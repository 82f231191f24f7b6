//! Accessible paths - positional addresses into a device accessibility tree.

use std::fmt;
use std::str::FromStr;

use serde::Serialize;

use crate::error::ProtocolError;

/// Positional address of a node in a device accessibility tree.
///
/// Position `i` holds the child index at depth `i`; the empty path addresses
/// the tree root. Equality is structural. The textual form joins the indices
/// with `/`, so `(0, 1, 2, 3)` renders as `/0/1/2/3` and the empty path as
/// `/`.
#[derive(Debug, Clone, Default, PartialEq, Eq, Hash, Serialize)]
pub struct NodePath(Vec<u32>);

impl NodePath {
    /// The empty path (tree root).
    pub fn root() -> Self {
        Self(Vec::new())
    }

    /// Builds a path from child indices, outermost first.
    pub fn from_indices<I: Into<Vec<u32>>>(indices: I) -> Self {
        Self(indices.into())
    }

    /// The path of the enclosing node, or `None` at the root.
    pub fn parent(&self) -> Option<NodePath> {
        if self.0.is_empty() {
            return None;
        }
        Some(Self(self.0[..self.0.len() - 1].to_vec()))
    }

    /// The path of child `index` under this node.
    pub fn child(&self, index: u32) -> NodePath {
        let mut indices = self.0.clone();
        indices.push(index);
        Self(indices)
    }

    /// The child index of this node inside its parent, `None` at the root.
    pub fn index(&self) -> Option<u32> {
        self.0.last().copied()
    }

    /// Number of indices (tree depth).
    pub fn depth(&self) -> usize {
        self.0.len()
    }

    pub fn is_empty(&self) -> bool {
        self.0.is_empty()
    }

    /// The raw child indices, outermost first.
    pub fn indices(&self) -> &[u32] {
        &self.0
    }

    /// Whether `self` is `other` or one of its ancestors.
    pub fn is_prefix_of(&self, other: &NodePath) -> bool {
        other.0.len() >= self.0.len() && other.0[..self.0.len()] == self.0[..]
    }
}

impl fmt::Display for NodePath {
    fn fmt(&self, f: &mut fmt::Formatter<'_>) -> fmt::Result {
        if self.0.is_empty() {
            return f.write_str("/");
        }
        for index in &self.0 {
            write!(f, "/{index}")?;
        }
        Ok(())
    }
}

impl FromStr for NodePath {
    type Err = ProtocolError;

    fn from_str(s: &str) -> Result<Self, Self::Err> {
        let trimmed = s.trim();
        let body = trimmed.strip_prefix('/').unwrap_or(trimmed);
        if body.is_empty() {
            return Ok(Self::root());
        }
        let mut indices = Vec::new();
        for segment in body.split('/') {
            let index: u32 = segment
                .parse()
                .map_err(|_| ProtocolError::BadPath(s.to_string()))?;
            indices.push(index);
        }
        Ok(Self(indices))
    }
}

* _Task to complete_:
Where the listing above reaches the line that contains "pub fn child(&self, index: u32)", start retyping, and finish with the line that contains "let mut indices = Vec::new();"; reproduce those lines exactly and no others.

* _Exercise solution_:
    pub fn child(&self, index: u32) -> NodePath {
        let mut indices = self.0.clone();
        indices.push(index);
        Self(indices)
    }

    /// The child index of this node inside its parent, `None` at the root.
    pub fn index(&self) -> Option<u32> {
        self.0.last().copied()
    }

    /// Number of indices (tree depth).
    pub fn depth(&self) -> usize {
        self.0.len()
    }

    pub fn is_empty(&self) -> bool {
        self.0.is_empty()
    }

    /// The raw child indices, outermost first.
    pub fn indices(&self) -> &[u32] {
        &self.0
    }

    /// Whether `self` is `other` or one of its ancestors.
    pub fn is_prefix_of(&self, other: &NodePath) -> bool {
        other.0.len() >= self.0.len() && other.0[..self.0.len()] == self.0[..]
    }
}

impl fmt::Display for NodePath {
    fn fmt(&self, f: &mut fmt::Formatter<'_>) -> fmt::Result {
        if self.0.is_empty() {
            return f.write_str("/");
        }
        for index in &self.0 {
            write!(f, "/{index}")?;
        }
        Ok(())
    }
}

impl FromStr for NodePath {
    type Err = ProtocolError;

    fn from_str(s: &str) -> Result<Self, Self::Err> {
        let trimmed = s.trim();
        let body = trimmed.strip_prefix('/').unwrap_or(trimmed);
        if body.is_empty() {
            return Ok(Self::root());
        }
        let mut indices = Vec::new();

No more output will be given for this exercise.